◆ **WHAT IS REQUIRED**:
From the records below, state how many lines hold the string "elements", without any other text.

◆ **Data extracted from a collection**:
- Opening Delimiter -

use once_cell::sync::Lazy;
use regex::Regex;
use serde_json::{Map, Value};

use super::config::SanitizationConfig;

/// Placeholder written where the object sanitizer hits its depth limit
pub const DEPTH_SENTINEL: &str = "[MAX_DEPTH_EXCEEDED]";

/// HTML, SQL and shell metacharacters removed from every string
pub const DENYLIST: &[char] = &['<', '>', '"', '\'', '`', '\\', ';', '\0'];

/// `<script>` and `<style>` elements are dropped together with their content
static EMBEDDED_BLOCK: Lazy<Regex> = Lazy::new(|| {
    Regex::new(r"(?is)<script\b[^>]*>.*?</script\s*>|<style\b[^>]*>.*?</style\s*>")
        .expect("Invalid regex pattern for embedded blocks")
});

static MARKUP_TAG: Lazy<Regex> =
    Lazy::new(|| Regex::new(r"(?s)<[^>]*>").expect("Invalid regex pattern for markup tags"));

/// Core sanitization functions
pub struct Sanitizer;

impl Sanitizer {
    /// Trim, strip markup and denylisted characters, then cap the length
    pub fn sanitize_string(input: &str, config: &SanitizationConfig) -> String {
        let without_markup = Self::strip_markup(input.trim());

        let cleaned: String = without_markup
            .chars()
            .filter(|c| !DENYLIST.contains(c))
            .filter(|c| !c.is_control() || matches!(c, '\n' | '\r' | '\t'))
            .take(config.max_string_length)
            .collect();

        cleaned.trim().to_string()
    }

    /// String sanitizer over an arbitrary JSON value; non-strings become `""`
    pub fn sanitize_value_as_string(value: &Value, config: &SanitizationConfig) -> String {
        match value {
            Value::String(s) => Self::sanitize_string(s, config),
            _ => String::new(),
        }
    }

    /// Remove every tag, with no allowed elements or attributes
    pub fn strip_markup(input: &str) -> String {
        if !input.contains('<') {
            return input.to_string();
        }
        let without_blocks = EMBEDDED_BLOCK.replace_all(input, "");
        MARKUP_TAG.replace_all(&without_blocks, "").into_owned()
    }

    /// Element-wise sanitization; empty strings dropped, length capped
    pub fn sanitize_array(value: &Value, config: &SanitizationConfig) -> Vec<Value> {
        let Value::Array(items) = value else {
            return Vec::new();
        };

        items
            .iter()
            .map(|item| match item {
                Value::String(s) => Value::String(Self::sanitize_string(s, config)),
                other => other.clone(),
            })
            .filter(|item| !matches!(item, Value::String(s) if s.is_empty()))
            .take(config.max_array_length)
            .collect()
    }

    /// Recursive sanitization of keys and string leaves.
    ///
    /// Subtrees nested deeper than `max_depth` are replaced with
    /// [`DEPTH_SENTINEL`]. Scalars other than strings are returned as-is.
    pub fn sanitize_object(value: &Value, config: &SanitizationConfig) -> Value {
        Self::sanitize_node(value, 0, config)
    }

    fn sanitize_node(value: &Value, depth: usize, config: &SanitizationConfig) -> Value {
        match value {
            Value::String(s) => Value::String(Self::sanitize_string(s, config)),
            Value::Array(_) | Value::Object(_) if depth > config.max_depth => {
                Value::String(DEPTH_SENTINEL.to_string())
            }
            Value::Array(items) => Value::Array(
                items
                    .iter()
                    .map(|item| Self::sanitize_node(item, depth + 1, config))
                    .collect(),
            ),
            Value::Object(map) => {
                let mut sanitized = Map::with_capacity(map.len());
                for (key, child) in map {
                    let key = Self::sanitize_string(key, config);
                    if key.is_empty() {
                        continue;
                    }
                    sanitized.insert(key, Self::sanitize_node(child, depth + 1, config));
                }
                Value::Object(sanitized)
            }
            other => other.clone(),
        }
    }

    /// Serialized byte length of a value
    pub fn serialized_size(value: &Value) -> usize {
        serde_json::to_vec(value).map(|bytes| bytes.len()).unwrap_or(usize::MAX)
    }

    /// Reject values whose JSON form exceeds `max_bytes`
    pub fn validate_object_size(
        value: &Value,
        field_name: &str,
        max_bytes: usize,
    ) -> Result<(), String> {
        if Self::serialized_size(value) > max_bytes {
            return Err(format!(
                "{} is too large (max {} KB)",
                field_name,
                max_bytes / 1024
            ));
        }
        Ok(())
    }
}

- Closing Delimiter -

◆ **SOLUTION TO THIS TASK**:
2